## Task to carry out
Compute the number of lines in the following data that include the word "loaded", and output that number alone.
_ _ _ _ _
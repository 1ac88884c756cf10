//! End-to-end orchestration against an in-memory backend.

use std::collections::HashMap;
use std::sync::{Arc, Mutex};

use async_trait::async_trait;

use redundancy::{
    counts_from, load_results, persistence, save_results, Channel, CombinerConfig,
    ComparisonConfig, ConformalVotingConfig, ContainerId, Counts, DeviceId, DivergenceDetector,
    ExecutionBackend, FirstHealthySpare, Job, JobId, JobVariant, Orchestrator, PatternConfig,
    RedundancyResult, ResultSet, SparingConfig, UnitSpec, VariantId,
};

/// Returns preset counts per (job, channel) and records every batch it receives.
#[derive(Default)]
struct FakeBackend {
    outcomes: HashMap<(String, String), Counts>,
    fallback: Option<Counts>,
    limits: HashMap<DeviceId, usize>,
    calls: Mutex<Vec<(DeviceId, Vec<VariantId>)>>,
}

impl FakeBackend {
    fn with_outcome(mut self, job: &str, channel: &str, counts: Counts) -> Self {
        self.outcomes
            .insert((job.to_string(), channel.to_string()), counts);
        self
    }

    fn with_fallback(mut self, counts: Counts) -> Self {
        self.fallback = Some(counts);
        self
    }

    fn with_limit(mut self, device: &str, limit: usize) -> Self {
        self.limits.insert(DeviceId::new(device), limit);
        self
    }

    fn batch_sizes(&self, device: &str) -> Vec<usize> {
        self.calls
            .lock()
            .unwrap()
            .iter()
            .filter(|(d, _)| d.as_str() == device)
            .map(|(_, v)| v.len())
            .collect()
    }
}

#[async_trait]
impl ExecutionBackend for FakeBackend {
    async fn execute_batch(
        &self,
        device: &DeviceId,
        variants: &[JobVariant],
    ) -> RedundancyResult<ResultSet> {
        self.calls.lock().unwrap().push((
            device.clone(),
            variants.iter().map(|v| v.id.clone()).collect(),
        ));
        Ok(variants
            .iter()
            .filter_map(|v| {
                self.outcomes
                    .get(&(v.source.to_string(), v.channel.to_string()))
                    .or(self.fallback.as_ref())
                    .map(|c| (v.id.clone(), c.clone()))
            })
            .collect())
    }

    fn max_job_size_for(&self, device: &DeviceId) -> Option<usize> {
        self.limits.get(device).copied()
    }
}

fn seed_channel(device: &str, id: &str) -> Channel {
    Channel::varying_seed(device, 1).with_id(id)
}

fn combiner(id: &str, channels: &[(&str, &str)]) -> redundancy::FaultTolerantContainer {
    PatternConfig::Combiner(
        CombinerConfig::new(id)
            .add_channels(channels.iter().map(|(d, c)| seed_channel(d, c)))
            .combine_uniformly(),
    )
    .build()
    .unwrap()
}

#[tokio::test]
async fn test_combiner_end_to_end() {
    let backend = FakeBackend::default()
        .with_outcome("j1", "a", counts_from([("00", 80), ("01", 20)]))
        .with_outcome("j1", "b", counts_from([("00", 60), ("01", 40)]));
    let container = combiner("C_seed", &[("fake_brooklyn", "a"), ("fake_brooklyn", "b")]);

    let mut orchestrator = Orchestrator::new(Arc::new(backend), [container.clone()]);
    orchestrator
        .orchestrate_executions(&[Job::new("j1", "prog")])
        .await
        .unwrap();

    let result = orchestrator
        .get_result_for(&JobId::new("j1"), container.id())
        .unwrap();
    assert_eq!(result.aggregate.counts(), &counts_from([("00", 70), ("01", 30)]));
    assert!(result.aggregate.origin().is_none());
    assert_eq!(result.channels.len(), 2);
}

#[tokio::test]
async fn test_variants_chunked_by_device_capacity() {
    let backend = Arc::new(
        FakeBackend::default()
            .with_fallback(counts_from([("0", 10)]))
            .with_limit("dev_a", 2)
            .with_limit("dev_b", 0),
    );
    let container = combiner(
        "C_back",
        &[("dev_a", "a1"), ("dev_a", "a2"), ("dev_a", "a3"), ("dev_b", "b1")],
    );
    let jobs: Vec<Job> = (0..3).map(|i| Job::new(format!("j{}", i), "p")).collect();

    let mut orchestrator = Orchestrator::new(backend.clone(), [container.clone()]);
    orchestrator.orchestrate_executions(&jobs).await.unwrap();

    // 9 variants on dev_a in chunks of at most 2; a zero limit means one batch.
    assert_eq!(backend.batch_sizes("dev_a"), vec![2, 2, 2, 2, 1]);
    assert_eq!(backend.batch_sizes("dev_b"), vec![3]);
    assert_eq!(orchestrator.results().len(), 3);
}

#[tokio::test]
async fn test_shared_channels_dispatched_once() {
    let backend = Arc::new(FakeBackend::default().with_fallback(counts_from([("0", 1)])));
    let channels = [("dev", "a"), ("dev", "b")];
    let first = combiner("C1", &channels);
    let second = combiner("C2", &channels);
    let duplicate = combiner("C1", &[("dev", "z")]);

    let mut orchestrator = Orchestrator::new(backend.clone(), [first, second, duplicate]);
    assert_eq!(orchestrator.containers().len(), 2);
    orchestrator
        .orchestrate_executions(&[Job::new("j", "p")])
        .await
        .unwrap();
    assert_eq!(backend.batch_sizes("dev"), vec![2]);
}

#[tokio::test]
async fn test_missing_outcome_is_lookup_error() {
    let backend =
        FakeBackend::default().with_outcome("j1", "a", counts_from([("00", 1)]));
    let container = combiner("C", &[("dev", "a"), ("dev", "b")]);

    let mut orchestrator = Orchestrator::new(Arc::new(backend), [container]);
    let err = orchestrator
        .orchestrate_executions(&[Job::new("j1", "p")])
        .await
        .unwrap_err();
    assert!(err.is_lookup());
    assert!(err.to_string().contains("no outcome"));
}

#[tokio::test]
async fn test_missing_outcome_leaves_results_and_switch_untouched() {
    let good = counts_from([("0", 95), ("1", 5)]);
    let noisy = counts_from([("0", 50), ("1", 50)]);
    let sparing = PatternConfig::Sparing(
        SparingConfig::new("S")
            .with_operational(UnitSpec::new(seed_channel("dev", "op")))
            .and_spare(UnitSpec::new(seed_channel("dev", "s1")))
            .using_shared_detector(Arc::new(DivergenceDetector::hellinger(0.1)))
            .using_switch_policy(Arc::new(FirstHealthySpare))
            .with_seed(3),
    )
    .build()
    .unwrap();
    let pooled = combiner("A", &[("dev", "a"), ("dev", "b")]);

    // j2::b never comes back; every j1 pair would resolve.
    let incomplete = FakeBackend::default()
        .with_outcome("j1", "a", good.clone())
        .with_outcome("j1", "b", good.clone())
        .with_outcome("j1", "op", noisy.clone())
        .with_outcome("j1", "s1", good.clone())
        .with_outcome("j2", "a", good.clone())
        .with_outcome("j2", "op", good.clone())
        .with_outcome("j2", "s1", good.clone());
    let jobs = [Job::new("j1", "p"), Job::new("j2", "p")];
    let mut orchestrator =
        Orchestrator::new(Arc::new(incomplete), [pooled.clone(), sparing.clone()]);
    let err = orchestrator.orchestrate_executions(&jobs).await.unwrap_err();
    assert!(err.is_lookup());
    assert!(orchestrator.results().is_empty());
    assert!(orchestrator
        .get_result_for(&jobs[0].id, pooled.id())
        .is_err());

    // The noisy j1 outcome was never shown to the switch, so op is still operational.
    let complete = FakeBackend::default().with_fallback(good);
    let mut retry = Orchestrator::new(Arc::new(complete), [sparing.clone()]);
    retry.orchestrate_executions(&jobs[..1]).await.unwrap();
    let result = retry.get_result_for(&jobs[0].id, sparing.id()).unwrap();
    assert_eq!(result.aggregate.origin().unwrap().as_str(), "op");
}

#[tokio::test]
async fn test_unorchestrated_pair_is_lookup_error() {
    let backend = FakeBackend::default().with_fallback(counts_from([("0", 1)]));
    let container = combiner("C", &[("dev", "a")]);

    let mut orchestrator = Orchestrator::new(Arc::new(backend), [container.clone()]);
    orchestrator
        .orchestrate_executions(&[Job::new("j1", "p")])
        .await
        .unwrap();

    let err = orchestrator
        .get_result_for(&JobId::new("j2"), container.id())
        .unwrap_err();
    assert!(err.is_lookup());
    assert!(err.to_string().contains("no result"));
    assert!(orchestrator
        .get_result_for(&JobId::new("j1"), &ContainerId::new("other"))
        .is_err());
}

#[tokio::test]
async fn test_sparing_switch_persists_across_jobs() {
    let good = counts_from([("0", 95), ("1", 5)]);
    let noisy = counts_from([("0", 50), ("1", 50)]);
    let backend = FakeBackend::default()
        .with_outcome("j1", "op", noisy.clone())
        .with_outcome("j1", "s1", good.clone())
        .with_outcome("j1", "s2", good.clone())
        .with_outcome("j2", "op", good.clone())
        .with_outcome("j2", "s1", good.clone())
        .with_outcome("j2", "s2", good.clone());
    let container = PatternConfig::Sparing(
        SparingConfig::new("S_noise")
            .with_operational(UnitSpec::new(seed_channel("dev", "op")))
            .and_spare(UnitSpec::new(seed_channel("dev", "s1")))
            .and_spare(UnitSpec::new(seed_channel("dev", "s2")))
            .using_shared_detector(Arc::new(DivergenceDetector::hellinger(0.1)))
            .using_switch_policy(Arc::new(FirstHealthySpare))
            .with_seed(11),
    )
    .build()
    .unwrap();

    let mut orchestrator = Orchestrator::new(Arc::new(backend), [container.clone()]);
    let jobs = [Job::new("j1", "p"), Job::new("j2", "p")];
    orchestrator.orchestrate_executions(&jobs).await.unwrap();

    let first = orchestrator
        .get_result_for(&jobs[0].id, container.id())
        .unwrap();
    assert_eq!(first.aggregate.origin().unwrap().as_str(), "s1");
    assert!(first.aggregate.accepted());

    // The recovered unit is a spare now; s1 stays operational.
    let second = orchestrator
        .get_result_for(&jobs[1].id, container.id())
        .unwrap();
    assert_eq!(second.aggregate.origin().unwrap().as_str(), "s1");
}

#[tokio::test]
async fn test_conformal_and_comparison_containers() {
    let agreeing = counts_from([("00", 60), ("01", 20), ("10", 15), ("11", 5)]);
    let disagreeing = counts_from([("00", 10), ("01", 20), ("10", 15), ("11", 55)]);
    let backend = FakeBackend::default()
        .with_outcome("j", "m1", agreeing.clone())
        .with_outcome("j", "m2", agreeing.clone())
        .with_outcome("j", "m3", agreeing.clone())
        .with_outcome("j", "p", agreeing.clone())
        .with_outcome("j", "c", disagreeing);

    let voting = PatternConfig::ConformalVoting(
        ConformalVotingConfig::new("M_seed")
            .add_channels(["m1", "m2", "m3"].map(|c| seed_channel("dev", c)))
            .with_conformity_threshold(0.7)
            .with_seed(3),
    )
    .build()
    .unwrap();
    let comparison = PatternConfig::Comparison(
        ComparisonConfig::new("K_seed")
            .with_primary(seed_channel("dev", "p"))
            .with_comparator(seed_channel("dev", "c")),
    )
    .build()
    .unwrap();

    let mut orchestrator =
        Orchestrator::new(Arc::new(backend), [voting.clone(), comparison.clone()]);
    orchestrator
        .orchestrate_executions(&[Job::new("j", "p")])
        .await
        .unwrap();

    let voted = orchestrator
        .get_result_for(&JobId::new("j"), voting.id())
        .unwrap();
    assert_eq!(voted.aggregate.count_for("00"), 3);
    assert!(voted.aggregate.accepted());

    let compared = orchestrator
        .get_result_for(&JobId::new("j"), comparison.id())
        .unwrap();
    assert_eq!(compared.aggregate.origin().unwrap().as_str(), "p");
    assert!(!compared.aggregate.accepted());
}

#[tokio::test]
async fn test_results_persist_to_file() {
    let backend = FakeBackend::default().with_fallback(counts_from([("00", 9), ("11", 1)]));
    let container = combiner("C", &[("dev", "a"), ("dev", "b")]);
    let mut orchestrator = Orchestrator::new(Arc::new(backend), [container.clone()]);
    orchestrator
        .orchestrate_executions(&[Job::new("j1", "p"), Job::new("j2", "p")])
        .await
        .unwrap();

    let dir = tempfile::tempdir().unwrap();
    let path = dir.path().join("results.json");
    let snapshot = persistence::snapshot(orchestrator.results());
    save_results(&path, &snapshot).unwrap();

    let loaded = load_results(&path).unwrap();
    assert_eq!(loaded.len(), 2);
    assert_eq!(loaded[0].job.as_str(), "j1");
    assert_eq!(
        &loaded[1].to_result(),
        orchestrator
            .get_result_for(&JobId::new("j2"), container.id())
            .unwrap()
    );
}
_ _ _ _ _
## Exercise response
4